Cryopreservation is a widely used method for the long-term preservation of reproductive or somatic cells. It is known that this storage method may negatively affect cell viability, proliferation, differentiation, etc. However, there is a lack of information about whether cryostorage can alter the content of intracellular minerals. Therefore, we focused this study on the analysis of the mineral composition of living cells before and after long-term cold storage. Briefly, three different primary cell lines were established from rabbits as follows: endothelial progenitor cells from peripheral blood (EPCs), endothelial progenitor cells from bone marrow (BEPCs), and mesenchymal stem cells from adipose tissue (AT-MSCs), which were cultured until passage 3 prior to cryopreservation in liquid nitrogen. Samples from freshly cultured and frozen-thawed cells were mineralized and analyzed using inductively coupled plasma-optical emission spectroscopy (ICP-OES) for the content of minerals (macro: Ca, Na, K, and Mg, and micro: Zn, Fe, Cu, Al, Co, Mn, Sr, and Ni).
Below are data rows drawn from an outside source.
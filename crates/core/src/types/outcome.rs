use chrono::{DateTime, Utc};
use serde::{Deserialize, Serialize};
use std::fmt;

use super::analysis::AnalysisReport;
use super::cache::CacheEntry;
use super::fee::FeeQuote;
use super::identity::{IdentityId, Tier};
use super::request::SubjectId;

// =============================================================================
// Outcome Types
// =============================================================================

/// Why an admission check refused a request.
#[derive(Debug, Clone, PartialEq, Eq, Hash, Serialize, Deserialize)]
#[serde(tag = "kind", content = "detail", rename_all = "snake_case")]
pub enum DenialReason {
    HourlyLimit,
    DailyLimit,
    MonthlyLimit,
    BudgetLimit,
    SystemThrottle,
    /// The ledger could not evaluate the request and failed closed.
    Internal(String),
}

impl DenialReason {
    /// Stable machine-readable code.
    pub fn code(&self) -> &'static str {
        match self {
            DenialReason::HourlyLimit => "hourly limit",
            DenialReason::DailyLimit => "daily limit",
            DenialReason::MonthlyLimit => "monthly limit",
            DenialReason::BudgetLimit => "budget limit",
            DenialReason::SystemThrottle => "system throttle",
            DenialReason::Internal(_) => "internal error",
        }
    }
}

impl fmt::Display for DenialReason {
    fn fmt(&self, f: &mut fmt::Formatter<'_>) -> fmt::Result {
        match self {
            DenialReason::Internal(detail) => write!(f, "{}: {}", self.code(), detail),
            _ => f.write_str(self.code()),
        }
    }
}

/// Why a request failed after admission.
#[derive(Debug, Clone, PartialEq, Eq, Serialize, Deserialize)]
#[serde(tag = "kind", content = "detail", rename_all = "snake_case")]
pub enum FailureReason {
    /// The analyzer returned an error.
    Analysis(String),
    /// The analyzer did not answer in time.
    Timeout(String),
    /// Ledger or cache state was found corrupted.
    InternalInconsistency(String),
}

impl FailureReason {
    /// Stable machine-readable code.
    pub fn code(&self) -> &'static str {
        match self {
            FailureReason::Analysis(_) => "analysis error",
            FailureReason::Timeout(_) => "analysis timeout",
            FailureReason::InternalInconsistency(_) => "internal inconsistency",
        }
    }
}

impl fmt::Display for FailureReason {
    fn fmt(&self, f: &mut fmt::Formatter<'_>) -> fmt::Result {
        match self {
            FailureReason::Analysis(d)
            | FailureReason::Timeout(d)
            | FailureReason::InternalInconsistency(d) => write!(f, "{}: {}", self.code(), d),
        }
    }
}

/// Best-effort side effect fanned out after analysis.
#[derive(Debug, Clone, Copy, PartialEq, Eq, Hash, Serialize, Deserialize)]
#[serde(rename_all = "snake_case")]
pub enum SideEffectKind {
    Storage,
    Notarization,
    Publication,
}

impl SideEffectKind {
    pub fn as_str(&self) -> &'static str {
        match self {
            SideEffectKind::Storage => "storage",
            SideEffectKind::Notarization => "notarization",
            SideEffectKind::Publication => "publication",
        }
    }
}

/// A non-fatal side-effect failure attached to a completed outcome.
#[derive(Debug, Clone, PartialEq, Eq, Serialize, Deserialize)]
pub struct SideEffectWarning {
    pub effect: SideEffectKind,
    pub message: String,
}

/// References produced by the side-effect stage.
///
/// A `None` reference means the effect was not configured, failed, or timed
/// out; failures are listed in `warnings`.
#[derive(Debug, Clone, Default, PartialEq, Eq, Serialize, Deserialize)]
pub struct SideEffectRefs {
    /// Hex SHA-256 of the canonical result.
    pub audit_hash: String,
    pub artifact_url: Option<String>,
    pub proof_ref: Option<String>,
    pub publish_ack: Option<String>,
    pub warnings: Vec<SideEffectWarning>,
}

/// A successful analysis bound to the request that produced it.
#[derive(Debug, Clone, PartialEq, Eq, Serialize, Deserialize)]
pub struct AuditResult {
    pub audit_id: String,
    pub identity: IdentityId,
    pub subject: SubjectId,
    pub tier: Tier,
    pub report: AnalysisReport,
    pub completed_at: DateTime<Utc>,
}

/// Terminal result of one submitted request.
#[derive(Debug, Clone, PartialEq, Eq, Serialize, Deserialize)]
#[serde(tag = "status", rename_all = "snake_case")]
pub enum AuditOutcome {
    /// Refused before the cache or analysis was consulted.
    Denied { reason: DenialReason },
    /// Served from the deduplication cache; nothing was recorded.
    Cached { entry: CacheEntry },
    /// Analysis ran and was settled.
    Completed {
        result: AuditResult,
        fee: FeeQuote,
        side_effects: SideEffectRefs,
    },
    /// Analysis (or settlement bookkeeping) failed.
    Failed { reason: FailureReason },
}

impl AuditOutcome {
    /// Outcome label used for metrics and logs.
    pub fn label(&self) -> &'static str {
        match self {
            AuditOutcome::Denied { .. } => "denied",
            AuditOutcome::Cached { .. } => "cached",
            AuditOutcome::Completed { .. } => "completed",
            AuditOutcome::Failed { .. } => "failed",
        }
    }

    pub fn is_completed(&self) -> bool {
        matches!(self, AuditOutcome::Completed { .. })
    }

    pub fn denial_reason(&self) -> Option<&DenialReason> {
        match self {
            AuditOutcome::Denied { reason } => Some(reason),
            _ => None,
        }
    }

    /// Risk bucket of the result, if the outcome carries one.
    pub fn risk_bucket(&self) -> Option<u8> {
        match self {
            AuditOutcome::Cached { entry } => Some(entry.risk_bucket),
            AuditOutcome::Completed { result, .. } => Some(result.report.risk_bucket),
            _ => None,
        }
    }
}
//! Governance for AuditGate.
//!
//! This crate provides:
//! - Quota ledger (per-identity rolling windows, monthly budget, system throttle)
//! - Notarization of result hashes
//! - Distributed tracing setup
//! - Prometheus metrics helpers

pub mod metrics;
pub mod notary;
pub mod quota;
pub mod tracing_layer;

pub use crate::metrics::{
    setup_metrics_recorder, track_analysis_duration, track_cache_event, track_denial,
    track_outcome, track_side_effect_failure,
};
pub use notary::{audit_hash, AnchorRecord, LedgerNotarizer};
pub use quota::{QuotaLedger, QuotaSnapshot, Reservation};
pub use tracing_layer::configure_tracing;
After cryopreservation, we found significantly decreased content of K in frozen-thawed EPCs ( < 0.01) and BEPCs ( < 0.0001) and Ca in AT-MSCs ( < 0.05), while Na was increased in frozen-thawed BEPCs ( < 0.05). Concentrations of Fe and Al were reduced significantly in frozen-thawed EPCs (both < 0.0001) and AT-MSCs ( < 0.001 and < 0.0001, respectively). On the contrary, Fe and Al were elevated in frozen-thawed BEPCs ( < 0.0001 and < 0.01, respectively) together with Ni ( < 0.0001). In addition, decreased Zn ( < 0.05) was observed in cryopreserved AT-MSCs. In conclusion, the ICP-OES technique might be used to analyze the basic elemental composition of animal cells in fresh or frozen-thawed conditions. Nevertheless, additional studies are needed to reveal the possible impact of cryopreservation on cell fate by changing the content of intracellular minerals.
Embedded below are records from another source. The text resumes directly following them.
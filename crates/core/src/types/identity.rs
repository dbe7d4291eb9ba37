use chrono::{DateTime, Utc};
use serde::{Deserialize, Serialize};
use std::fmt;
use std::str::FromStr;

use crate::error::Error;

// =============================================================================
// Identity Types
// =============================================================================

/// Service level controlling quota and pricing.
#[derive(Debug, Clone, Copy, PartialEq, Eq, Hash, Default, Serialize, Deserialize)]
#[serde(rename_all = "lowercase")]
pub enum Tier {
    /// Local pattern analysis only, tight quotas.
    #[default]
    Free,
    /// Paid analysis with a subscription discount.
    Subscriber,
    /// Paid analysis with the largest quotas.
    Premium,
}

impl Tier {
    /// Stable lowercase name used in logs, metrics, and config keys.
    pub fn as_str(&self) -> &'static str {
        match self {
            Tier::Free => "free",
            Tier::Subscriber => "subscriber",
            Tier::Premium => "premium",
        }
    }

    /// Whether requests on this tier are routed to the paid analyzer.
    pub fn is_paid(&self) -> bool {
        !matches!(self, Tier::Free)
    }
}

impl fmt::Display for Tier {
    fn fmt(&self, f: &mut fmt::Formatter<'_>) -> fmt::Result {
        f.write_str(self.as_str())
    }
}

impl FromStr for Tier {
    type Err = Error;

    fn from_str(s: &str) -> Result<Self, Self::Err> {
        match s.trim().to_ascii_lowercase().as_str() {
            "free" => Ok(Tier::Free),
            "subscriber" => Ok(Tier::Subscriber),
            "premium" => Ok(Tier::Premium),
            other => Err(Error::invalid_request(format!("unknown tier: {other}"))),
        }
    }
}

/// Identifier of the principal making requests.
#[derive(Debug, Clone, PartialEq, Eq, Hash, PartialOrd, Ord, Serialize, Deserialize)]
#[serde(transparent)]
pub struct IdentityId(String);

impl IdentityId {
    pub fn new(id: impl Into<String>) -> Self {
        Self(id.into())
    }

    pub fn as_str(&self) -> &str {
        &self.0
    }
}

impl fmt::Display for IdentityId {
    fn fmt(&self, f: &mut fmt::Formatter<'_>) -> fmt::Result {
        f.write_str(&self.0)
    }
}

impl From<&str> for IdentityId {
    fn from(s: &str) -> Self {
        Self(s.to_string())
    }
}

impl From<String> for IdentityId {
    fn from(s: String) -> Self {
        Self(s)
    }
}

/// A requester known to the ledger.
///
/// Created lazily on the first admission check with the tier carried by that
/// request, and kept for the process lifetime.
#[derive(Debug, Clone, Serialize, Deserialize)]
pub struct Identity {
    /// Identity ID.
    pub id: IdentityId,
    /// Current tier. Changes apply to the next admission check.
    pub tier: Tier,
    /// When the ledger first saw this identity.
    pub created_at: DateTime<Utc>,
}

impl Identity {
    pub fn new(id: IdentityId, tier: Tier, created_at: DateTime<Utc>) -> Self {
        Self {
            id,
            tier,
            created_at,
        }
    }
}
冷冻保存是一种广泛用于长期保存生殖细胞或体细胞的方法。已知这种储存方法可能会对细胞活力、增殖、分化等产生负面影响。然而,关于冷冻保存是否会改变细胞内矿物质含量的信息却很缺乏。因此,我们将这项研究重点放在分析长期冷藏前后活细胞的矿物质组成上。简要来说,从兔子身上建立了三种不同的原代细胞系,具体如下:外周血来源的内皮祖细胞(EPCs)、骨髓来源的内皮祖细胞(BEPCs)以及脂肪组织来源的间充质干细胞(AT-MSCs),在液氮中冷冻保存前,将它们培养至第3代。对新鲜培养细胞和冻融细胞的样本进行矿化处理,并使用电感耦合等离子体发射光谱法(ICP-OES)分析矿物质含量(常量元素:钙、钠、钾和镁,微量元素:锌、铁、铜、铝、钴、锰、锶和镍)。冷冻保存后,我们发现冻融后的EPCs中钾含量显著降低(<0.01),BEPCs中钾含量显著降低(<0.0001),AT-MSCs中钙含量降低(<0.05),而冻融后的BEPCs中钠含量升高(<0.05)。冻融后的EPCs(均<0.0001)和AT-MSCs(分别<0.001和<0.0001)中,铁和铝的浓度显著降低。相反,冻融后的BEPCs中铁和铝含量升高(分别<0.0001和<0.01),镍含量也升高(<0.0001)。此外,在冷冻保存的AT-MSCs中观察到锌含量降低(<0.05)。总之,ICP-OES技术可用于分析新鲜或冻融状态下动物细胞的基本元素组成。然而,还需要进一步的研究来揭示冷冻保存通过改变细胞内矿物质含量对细胞命运可能产生的影响。